Liquid cooling systems optimise particle accelerators

Posted By : Enaie Azambuja
Liquid cooling systems optimise particle accelerators

Laird has developed self-contained liquid cooling systems (LCS) that deliver optimal temperature stabilisation for more precise temperature control in particle accelerators like linear accelerators (LINACs) and cyclotron systems. LINACs and cyclotrons increase the kinetic energy of particles for use in a variety of applications, ranging from scientific studies on particle physics to radiation therapy for cancer patients.

Temperature control within the linear accelerator and cyclotron systems is critical for operational integrity, performance accuracy and system reliability. One example of a LINAC system is Intensity-Modulated Radiation Therapy (IMRT) equipment used for treating cancer. IMRT equipment requires thermal consistency to maintain beam energy and stability.

The tungsten target, the waveguide, the acceleration chamber, and the magnets all require thermal management to dissipate heat buildup and maintain temperature stability for optimal operation.

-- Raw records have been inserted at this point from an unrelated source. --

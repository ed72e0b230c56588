//! Network Infrastructure
//!
//! Transport layer for the Tether runtime: endpoints, TCP and Unix-domain
//! listeners, and framed [`Connection`]s that exchange codec messages.

pub mod connection;
pub mod error;
pub mod transports;

// Re-export commonly used types
pub use connection::{generate_connection_id, Connection, ConnectionState, ConnectionStats};
pub use error::{Result, TransportError};
pub use transports::{BoxedStream, Endpoint, Listener, PeerAddr, UNIX_LOCATION_PREFIX};
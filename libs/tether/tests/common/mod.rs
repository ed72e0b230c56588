//! Shared fixtures for the runtime integration tests

#![allow(dead_code)]

use async_trait::async_trait;
use futures::stream;
use std::sync::atomic::{AtomicI64, AtomicU64, AtomicUsize, Ordering};
use std::sync::Arc;
use std::time::Duration;
use tether::{
    CallContext, Capabilities, Daemon, Expose, Invocation, ProtocolConfig, RemoteError,
    RemoteObject, Reply, Resource, Value,
};
use tokio::task::JoinHandle;

/// Loopback config with a call timeout so a broken test fails instead of hanging
pub fn test_config() -> ProtocolConfig {
    let mut config = ProtocolConfig::default().with_comm_timeout(5.0).with_poll_timeout(0.05);
    config.host = "127.0.0.1".to_string();
    config.ns_host = "127.0.0.1".to_string();
    config
}

pub async fn start(config: ProtocolConfig) -> (Daemon, JoinHandle<tether::Result<()>>) {
    let daemon = Daemon::bind(config).await.expect("daemon binds");
    let task = daemon.spawn();
    (daemon, task)
}

pub async fn wait_until<F: Fn() -> bool>(condition: F) -> bool {
    for _ in 0..200 {
        if condition() {
            return true;
        }
        tokio::time::sleep(Duration::from_millis(10)).await;
    }
    condition()
}

/// Arithmetic plus a few failure modes
pub struct Calculator;

#[async_trait]
impl RemoteObject for Calculator {
    async fn invoke(&self, _ctx: &CallContext, call: Invocation) -> Result<Reply, RemoteError> {
        match call.method.as_str() {
            "add" => Ok(Reply::value(call.i64_arg(0, "a")? + call.i64_arg(1, "b")?)),
            "div" => {
                let b = call.i64_arg(1, "b")?;
                if b == 0 {
                    return Err(RemoteError::new("ZeroDivisionError", "division by zero")
                        .with_frame("Calculator.div"));
                }
                Ok(Reply::value(call.i64_arg(0, "a")? / b))
            }
            "echo" => Ok(Reply::Value(call.arg(0, "value")?.clone())),
            "blob" => {
                let size = call.i64_arg(0, "size")? as usize;
                Ok(Reply::value(vec![0u8; size]))
            }
            "sleep" => {
                let millis = call.i64_arg(0, "millis")? as u64;
                tokio::time::sleep(Duration::from_millis(millis)).await;
                Ok(Reply::none())
            }
            "secret" => Ok(Reply::value("classified")),
            "count" => {
                let upto = call.i64_arg(0, "upto")?;
                Ok(Reply::stream(stream::iter((1..=upto).map(|i| Ok(Value::Int(i))))))
            }
            "count_then_fail" => {
                let upto = call.i64_arg(0, "upto")?;
                let items = (1..=upto)
                    .map(|i| Ok(Value::Int(i)))
                    .chain(std::iter::once(Err(RemoteError::new("ValueError", "ran dry"))));
                Ok(Reply::stream(stream::iter(items)))
            }
            other => Err(RemoteError::attribute(format!("no method {}", other))),
        }
    }
}

impl Expose for Calculator {
    fn capabilities() -> Capabilities {
        Capabilities::new()
            .method("add")
            .method("div")
            .method("echo")
            .method("blob")
            .method("sleep")
            .method("count")
            .method("count_then_fail")
            .requires_auth("secret")
    }
}

static NEXT_INSTANCE: AtomicU64 = AtomicU64::new(1);

/// Reports which instance handled the call
pub struct Identity {
    id: u64,
}

impl Identity {
    pub fn new() -> Self {
        Self {
            id: NEXT_INSTANCE.fetch_add(1, Ordering::SeqCst),
        }
    }
}

#[async_trait]
impl RemoteObject for Identity {
    async fn invoke(&self, _ctx: &CallContext, _call: Invocation) -> Result<Reply, RemoteError> {
        Ok(Reply::value(self.id as i64))
    }
}

impl Expose for Identity {
    fn capabilities() -> Capabilities {
        Capabilities::new().method("identity")
    }
}

/// Slow oneway method with a completion counter
pub struct Recorder {
    pub calls: Arc<AtomicUsize>,
}

#[async_trait]
impl RemoteObject for Recorder {
    async fn invoke(&self, _ctx: &CallContext, call: Invocation) -> Result<Reply, RemoteError> {
        match call.method.as_str() {
            "record" => {
                tokio::time::sleep(Duration::from_millis(500)).await;
                self.calls.fetch_add(1, Ordering::SeqCst);
                Ok(Reply::none())
            }
            "calls" => Ok(Reply::value(self.calls.load(Ordering::SeqCst) as i64)),
            other => Err(RemoteError::attribute(other.to_string())),
        }
    }
}

impl Expose for Recorder {
    fn capabilities() -> Capabilities {
        Capabilities::new().oneway("record").method("calls")
    }
}

pub struct CountedResource(pub Arc<AtomicUsize>);

impl Resource for CountedResource {
    fn close(&self) {
        self.0.fetch_add(1, Ordering::SeqCst);
    }

    fn name(&self) -> &str {
        "counted"
    }
}

/// Opens resources tied to the calling connection
pub struct ResourceOwner {
    pub closes: Arc<AtomicUsize>,
}

#[async_trait]
impl RemoteObject for ResourceOwner {
    async fn invoke(&self, ctx: &CallContext, call: Invocation) -> Result<Reply, RemoteError> {
        match call.method.as_str() {
            "open" => {
                let handle = ctx.track_resource(Box::new(CountedResource(self.closes.clone())));
                if call.opt_arg(0, "release_now").and_then(Value::as_bool).unwrap_or(false) {
                    handle.release();
                }
                Ok(Reply::value(ctx.tracked_resources() as i64))
            }
            "open_later" => {
                let millis = call.i64_arg(0, "millis")? as u64;
                tokio::time::sleep(Duration::from_millis(millis)).await;
                ctx.track_resource(Box::new(CountedResource(self.closes.clone())));
                Ok(Reply::none())
            }
            other => Err(RemoteError::attribute(other.to_string())),
        }
    }
}

impl Expose for ResourceOwner {
    fn capabilities() -> Capabilities {
        Capabilities::new().method("open").oneway("open_later")
    }
}

/// Exposes attributes next to its methods, and hands out object references
pub struct Thermostat {
    pub level: Arc<AtomicI64>,
}

#[async_trait]
impl RemoteObject for Thermostat {
    async fn invoke(&self, _ctx: &CallContext, call: Invocation) -> Result<Reply, RemoteError> {
        match call.method.as_str() {
            "reset" => {
                self.level.store(0, Ordering::SeqCst);
                Ok(Reply::none())
            }
            "twin" => Ok(Reply::value(Value::Proxy(call.str_arg(0, "object_id")?.to_string()))),
            "twins" => {
                let ids = call.arg(0, "object_ids")?.as_list().unwrap_or_default();
                let refs = ids
                    .iter()
                    .filter_map(Value::as_str)
                    .map(|id| Value::Proxy(id.to_string()))
                    .collect::<Vec<_>>();
                Ok(Reply::value(refs))
            }
            other => Err(RemoteError::attribute(other.to_string())),
        }
    }

    async fn get_attribute(&self, _ctx: &CallContext, name: &str) -> Result<Value, RemoteError> {
        match name {
            "level" => Ok(Value::Int(self.level.load(Ordering::SeqCst))),
            "version" => Ok(Value::from("2.1")),
            other => Err(RemoteError::attribute(other.to_string())),
        }
    }

    async fn set_attribute(&self, _ctx: &CallContext, name: &str, value: Value) -> Result<(), RemoteError> {
        match name {
            "level" => {
                let level = value
                    .as_i64()
                    .ok_or_else(|| RemoteError::type_error(format!("level must be int, not {}", value.type_name())))?;
                self.level.store(level, Ordering::SeqCst);
                Ok(())
            }
            other => Err(RemoteError::attribute(other.to_string())),
        }
    }
}

impl Expose for Thermostat {
    fn capabilities() -> Capabilities {
        Capabilities::new()
            .attribute("level")
            .readonly_attribute("version")
            .method("reset")
            .method("twin")
            .method("twins")
    }
}
//! Name server and the three indirect URI schemes

mod common;

use common::{start, test_config, Calculator};
use std::collections::BTreeSet;
use std::sync::Arc;
use tether::{
    args, locate_ns, start_ns_on, Endpoint, Error, MemoryStorage, NameServerClient, NameServerHandle,
    ProtocolConfig, Proxy, Resolver, Target, Uri, Value,
};

async fn name_server() -> (NameServerHandle, ProtocolConfig) {
    let handle = start_ns_on(
        test_config(),
        Endpoint::tcp("127.0.0.1", 0),
        Arc::new(MemoryStorage::new()),
    )
    .await
    .unwrap();
    let port = match handle.location() {
        Endpoint::Tcp { port, .. } => *port,
        other => panic!("expected a tcp location, got {}", other),
    };
    let config = test_config().with_name_server("127.0.0.1", port);
    (handle, config)
}

fn tags(items: &[&str]) -> BTreeSet<String> {
    items.iter().map(|s| s.to_string()).collect()
}

#[test_log::test(tokio::test)]
async fn name_uri_resolves_through_the_name_server() {
    let (ns, config) = name_server().await;
    let (daemon, _task) = start(config.clone()).await;
    let direct = daemon.register(Target::instance(Calculator), None).unwrap();

    let client = locate_ns(Arc::new(config.clone()), None).await.unwrap();
    client.register("example.calculator", &direct, false).await.unwrap();
    assert_eq!(client.lookup("example.calculator").await.unwrap(), direct);

    let proxy = Proxy::new(Uri::name("example.calculator", None), config.clone()).unwrap();
    assert_eq!(proxy.call("add", args![5, 6]).await.unwrap(), Value::Int(11));
    assert_eq!(proxy.resolved_uri().await, Some(direct));

    let missing = Proxy::new(Uri::name("example.missing", None), config).unwrap();
    let err = missing.call("add", args![1, 1]).await.unwrap_err();
    assert!(matches!(err, Error::Naming { .. }), "got {:?}", err);

    client.release().await;
    daemon.shutdown().await;
    ns.shutdown().await.unwrap();
}

#[test_log::test(tokio::test)]
async fn name_server_registry_operations() {
    let (ns, config) = name_server().await;
    let client = NameServerClient::new(ns.location().clone(), Arc::new(config)).unwrap();
    let target = Uri::direct("obj_1", Endpoint::tcp("127.0.0.1", 4000));

    client.register("app.one", &target, false).await.unwrap();
    client.register("app.two", &target, false).await.unwrap();
    client.register("other.three", &target, false).await.unwrap();
    assert_eq!(client.count().await.unwrap(), 4);

    // Safe registration refuses to overwrite
    let err = client.register("app.one", &target, true).await.unwrap_err();
    assert!(matches!(err, Error::Naming { .. }), "got {:?}", err);

    let listed = client.list(Some("app.")).await.unwrap();
    assert_eq!(listed.keys().cloned().collect::<Vec<_>>(), vec!["app.one", "app.two"]);

    let indirect = Uri::name("app.one", None);
    assert!(client.register("app.bad", &indirect, false).await.is_err());

    assert_eq!(client.remove_prefix("app.").await.unwrap(), 2);
    assert!(client.remove("other.three").await.unwrap());
    assert!(!client.remove("other.three").await.unwrap());
    assert!(!client.remove(tether::NAMESERVER_NAME).await.unwrap());
    assert_eq!(client.count().await.unwrap(), 1);

    client.release().await;
    ns.shutdown().await.unwrap();
}

#[test_log::test(tokio::test)]
async fn metadata_uri_picks_the_lowest_matching_name() {
    let (ns, config) = name_server().await;
    let (daemon, _task) = start(config.clone()).await;
    let first = daemon.register(Target::instance(Calculator), Some("first")).unwrap();
    let second = daemon.register(Target::instance(Calculator), Some("second")).unwrap();

    let client = NameServerClient::new(ns.location().clone(), Arc::new(config.clone())).unwrap();
    client
        .register_with_metadata("b.calc", &first, &tags(&["math", "fast"]), false)
        .await
        .unwrap();
    client
        .register_with_metadata("a.calc", &second, &tags(&["math"]), false)
        .await
        .unwrap();

    let by_any = client.list_by_metadata(&tags(&["fast", "slow"]), true).await.unwrap();
    assert_eq!(by_any.len(), 1);

    let resolver = Resolver::new(Arc::new(config.clone()));
    let math = resolver.resolve(&Uri::metadata(["math"], None)).await.unwrap();
    assert_eq!(math, second);
    let fast = resolver.resolve(&Uri::metadata(["math", "fast"], None)).await.unwrap();
    assert_eq!(fast, first);

    let err = resolver
        .resolve(&Uri::metadata(["quantum"], None))
        .await
        .unwrap_err();
    assert!(matches!(err, Error::Naming { .. }), "got {:?}", err);

    client.set_metadata("a.calc", &tags(&["math", "fast"])).await.unwrap();
    let fast = resolver.resolve(&Uri::metadata(["fast"], None)).await.unwrap();
    assert_eq!(fast, second);

    let proxy = Proxy::new(Uri::metadata(["math"], None), config).unwrap();
    assert_eq!(proxy.call("add", args![1, 2]).await.unwrap(), Value::Int(3));

    client.release().await;
    daemon.shutdown().await;
    ns.shutdown().await.unwrap();
}

#[test_log::test(tokio::test)]
async fn location_uri_asks_the_daemon() {
    let (daemon, _task) = start(test_config()).await;
    let direct = daemon.register(Target::instance(Calculator), Some("obj_calc")).unwrap();
    daemon.alias("calculator", "obj_calc").unwrap();

    let uri = Uri::local("calculator", daemon.location().clone());
    let resolver = Resolver::new(daemon.config().clone());
    assert_eq!(resolver.resolve(&uri).await.unwrap(), direct);

    let proxy = Proxy::new(uri, daemon.config().clone()).unwrap();
    assert_eq!(proxy.call("add", args![2, 2]).await.unwrap(), Value::Int(4));

    let unknown = Uri::local("nothing", daemon.location().clone());
    let err = resolver.resolve(&unknown).await.unwrap_err();
    assert!(matches!(err, Error::Protocol { .. }), "got {:?}", err);
    daemon.shutdown().await;
}

#[test_log::test(tokio::test)]
async fn direct_uris_resolve_to_themselves() {
    let resolver = Resolver::new(Arc::new(test_config()));
    let uri = Uri::parse("DIRECT:obj_1@localhost:9999").unwrap();
    assert_eq!(resolver.resolve(&uri).await.unwrap(), uri);
}

#[test_log::test(tokio::test)]
async fn locating_an_absent_name_server_fails() {
    let config = test_config().with_name_server("127.0.0.1", 1);
    let err = locate_ns(Arc::new(config), None).await.unwrap_err();
    assert!(matches!(err, Error::Naming { .. }), "got {:?}", err);
}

Even the cabinet electronics, amplifiers and power supplies, require cooling due to the heat generated during operation. For example, certain components in an IMRT system, such as the process board, require thermal control within about 0.5ºC.

Cyclotron systems, like Positron Emission Tomography (PET) scanners, require cooling of both the cyclotron equipment that generates the radioactive substance and the detector banks in the imaging system.

The amplifiers, power supplies, and vacuum chamber also need cooling. To avoid noise in the image due to leakage current, the detectors need to be kept at a constant temperature relative to one another.

Liquid cooling systems recirculate coolant to a predefined set-point temperature, while dissipating the large amount of heat generated in the densely packed electronic environment of IMRT and PET systems. An LCS offers higher efficiency than air-based heat exchangers and provides more rapid cooling, quieter operation, higher reliability, and increased system uptime.

Laird offers three types of liquid cooling systems to meet most any application demands: liquid-to-air configuration; liquid-to-liquid configuration; and compressor-based chiller system. Depending on system requirements, additional features for precise temperature control and variable coolant flow rate, coolants with corrosion inhibitors, and coolant filtration are available.

In IMRT and PET systems, temperature control of multiple liquid circuits is often required, as is high operational temperature. Control of multiple pressure, flow, and temperature settings can easily be accommodated in a single system design.

Given the complexity of some IMRT and PET systems, usage of a custom designed LCS with plug-and-play components may be a good solution. For example, quick connect fittings allow easy service and maintenance, such as a bottom drain for removing the coolant by gravity, or a pump that is easy to swap out to simplify ease-of-service.

Custom housing configurations for unique environments may also be required. Laird has the knowledge to custom design liquid cooling systems for linear accelerator and cyclotron applications, as well as the experience to support and service them.

"The increasing intricacy of thermal management means that linear accelerator and cyclotron systems often require custom liquid cooling systems. Laird's experience in the design, manufacturing, and servicing of liquid cooling systems, as well as our expertise in pumps, compressor technology, heat exchangers, and electro-mechanical controls allows IMRT and PET manufacturers to focus on their end product design, while leaving the thermal management issues to the experts," said Anders Kottenauer, Senior Vice President of Laird's Engineered Thermal Systems Business.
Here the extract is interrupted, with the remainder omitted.